After some much needed time off, I’m back and, right off the bat, find myself wanting to write about something that came up during San Francisco’s Financial Planning Day, which happened on the 20th of last month (hello November! — it used to seem like you were a million miles away, and, by gosh, here you are already).
Financial Planning Days are a joint effort of the financial planning powers that be (the Certified Financial Planner Board of Standards, the Financial Planning Association, etc.) and various locales.
SF’s Financial Planning Day happens once a year, at UC Hastings College of the Law; the event is thoroughly imbued with the local financial planning powers that be (the FPA of San Francisco and the city’s very own Office of Financial Empowerment) (yes, EssEff CA does have such a thing, and I think it’s a great thing for the city to have, and, yes also, I’m fully aware that, to an Ayn-Randian sort, this office might sound like a very foolish thing, right up there with the over-the-top-Randian name for California’s sales tax authority, which is the Board of Equalization, a name with which even I have a hard time).
Going on at the same time that Saturday in nearby Civic Center plaza was some X-bike thing. Bikes flying to and fro’ all over the place (with the bike riders mostly, but not entirely, aboard for the flights). Tattoos everywhere. Lots of pot aromas filling the air. And all in the name of Mountain Dew. Ain’t the little city by the bay grand . . .
* * *
So, picture, if you will, a big, ugly building (sorry, Hastings, but you don’t look mahhhhrvelous; you were built during the period of nearly-universally-ugly school building construction). And picture also, inside the big ugly building, a big, ugly room that’s full of planners and plannees, going on all day, with hundreds of 30-minute one-on-ones going on between planner and plannee, coupled with a steady stream of group presentations going on in the class rooms. The public is invited, and anyone can get a half hour of free financial planning advice from some excellent planners.
* * *
I did a prezo on Intro to Financial Planning, and, like they say, and as is so true, you learn a lot by teaching.
My learning moment came at the beginning of my prezo, as, looking up into the classroom (it’s one of those amphitheater-type classrooms, in which the teacher area is as much as ten or fifteen lower than the student area), I decided then and there to wing it a bit on the first things I said.
And out of my mouth came, pretty much fully formed out of the unconscious, something I suspect I’ll be working into my language — something I am currently calling the Financial Planning Quasi-Syllogism (“quasi” in that it looks like a syllogism, but I suspect a logician would tell me it t’ain’t no such thing).
It goes like so:
1. Everyone has a financial life.
2. Everyone has done some of their own financial planing (because, inside of their financial lives, everyone makes decisions on a daily basis, virtually all of which have some future impact, and because making decisions that have some future impact is what financial planning is all about).

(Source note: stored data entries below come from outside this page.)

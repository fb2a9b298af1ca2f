// Copyright 2021 Contributors to the ASiC Tools project.
// SPDX-License-Identifier: MIT

//! Error definitions/handling.

use thiserror::Error;

/// Errors in asic-tool
#[derive(Error, Debug)]
pub enum Error {
    /// Error emanating from standard I/O.
    #[error(transparent)]
    IoError(#[from] std::io::Error),

    /// Errors coming from container processing, due to a container being unreadable, inconsistent or
    /// failing verification.
    #[error(transparent)]
    ContainerError(#[from] asic::error::Error),

    /// Errors relating to signing keys and certificates.
    #[error(transparent)]
    SignatureError(#[from] asic::signature::error::SignatureError),

    /// Errors relating to JSON processing.
    #[error(transparent)]
    JsonError(#[from] serde_json::Error),

    /// Error emanating from the asic-tool itself.
    #[error(transparent)]
    ToolError(#[from] ToolErrorKind),
}

/// Errors originating in the asic-tool itself.
#[derive(Error, Debug)]
pub enum ToolErrorKind {
    /// Operation not supported by this build of the asic-tool, such as signing when the `sign` feature
    /// is disabled.
    #[error("Operation not supported by the asic-tool")]
    NotSupported,

    /// There is some missing configuration for a command, such as a required environment variable or
    /// configuration file/option.
    #[error("Missing configuration")]
    MissingConfiguration,

    /// A container entry name would be written outside the extraction directory.
    #[error("Refusing to extract unsafe entry name `{0}`")]
    UnsafeEntryName(String),
}

/// A Result type with the Err variant set as a ToolError
pub type Result<T> = std::result::Result<T, Error>;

3. Just about everyone could use some help being smarter in their financial life as they go about doing their own financial planning.
* * *
Sound basic? Elementary? I agree, but I also think there’s something here that’s worth thinking about — both for me as a professional, as I go about helping people smarten-up in their financial lives, and for you, reader, and everyone else as well, as you go about living inside your financial life, doing your own financial planning, and hopefully finding this quasi-syllogism language useful when you’re thinking about how to be happier in your financial life and/or when you’re considering getting some help in this part of your life.
Consider, then, the FP quasi-syllogism as a work in progress. I’ll keep you posted on how the language morphs and filters through my work.

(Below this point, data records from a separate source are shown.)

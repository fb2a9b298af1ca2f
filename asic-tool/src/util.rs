// Copyright 2021 Contributors to the ASiC Tools project.
// SPDX-License-Identifier: MIT

//! General-purpose utilities used throughout the asic-tool crate.

use crate::error::{Error, Result, ToolErrorKind};

/// Utility to get a string value either from a command-line option or a named environment variable.
pub fn get_config_from_command_or_env(
    config_option: &Option<String>,
    env_var_name: &str,
    purpose: &str,
) -> Result<String> {
    match config_option {
        Some(o) => Ok(o.clone()),
        // The option isn't on the command-line, so examine the environment variable instead
        None => match std::env::var(env_var_name) {
            Ok(env) => Ok(env),
            Err(_) => {
                println!("No {} specified. Please specify on the command-line or by setting the `{}` environment variable.", purpose, env_var_name);
                Err(Error::ToolError(ToolErrorKind::MissingConfiguration))
            }
        },
    }
}

#[cfg(test)]
mod tests {
    use super::get_config_from_command_or_env;

    #[test]
    fn test_command_line_wins() {
        let value = get_config_from_command_or_env(
            &Some(String::from("key.pem")),
            "ASIC_TOOL_TEST_UNSET_VARIABLE",
            "signing key",
        )
        .unwrap();
        assert_eq!(value, "key.pem");
    }

    #[test]
    fn test_missing_configuration() {
        assert!(
            get_config_from_command_or_env(&None, "ASIC_TOOL_TEST_UNSET_VARIABLE", "signing key")
                .is_err()
        );
    }
}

Until then, know this: you are doing your very own financial planning. How’s it going for you?
* * *
Two other thoughts, one about FP Day and the other about the first statement of the three statements that make up the quasi-syllogism:
1. FP Day Thought. A room full of planners is, for me anyway, a fun room to be in (I did not usually feel this way when in a room full of lawyers).
2. Poking and Prodding the First Statement of the Quasi-Syllogism. For years I’ve been looking for a good example of someone who, in modern times, did *not* have a financial life. The best example I’ve come across is Christopher McCandless, the true life subject of the book and very excellent movie, Into the Wild, who, as a young man, moved to a remote part of Alaska without much in the way of survival skills, carrying with him just 10 pounds of rice and a rifle with some ammo and a few personal possessions, and who appears to have died not soon thereafter from lack of food coupled with a fateful decision to eat some poisonous berries.
When his remains were found, the searchers also found $300 in Christopher’s wallet — three hundred totally, utterly, irretrievably useless dollars, because Christopher had, indeed, stepped out of his financial life and altogether out of the financial world, thereby rendering, as applied to Christopher, the first statement of the quasi-syllogism untrue.
Out in the middle of nowhere in Alaska, then, the financial planner/plannee in all of us had best spend time smartening up about berries. For the rest of us, it’s dollars that bring us the food we eat, and smartening up about the dollars parts of our lives is way, Way, WAY worthwhile. If, that is, you like eating food.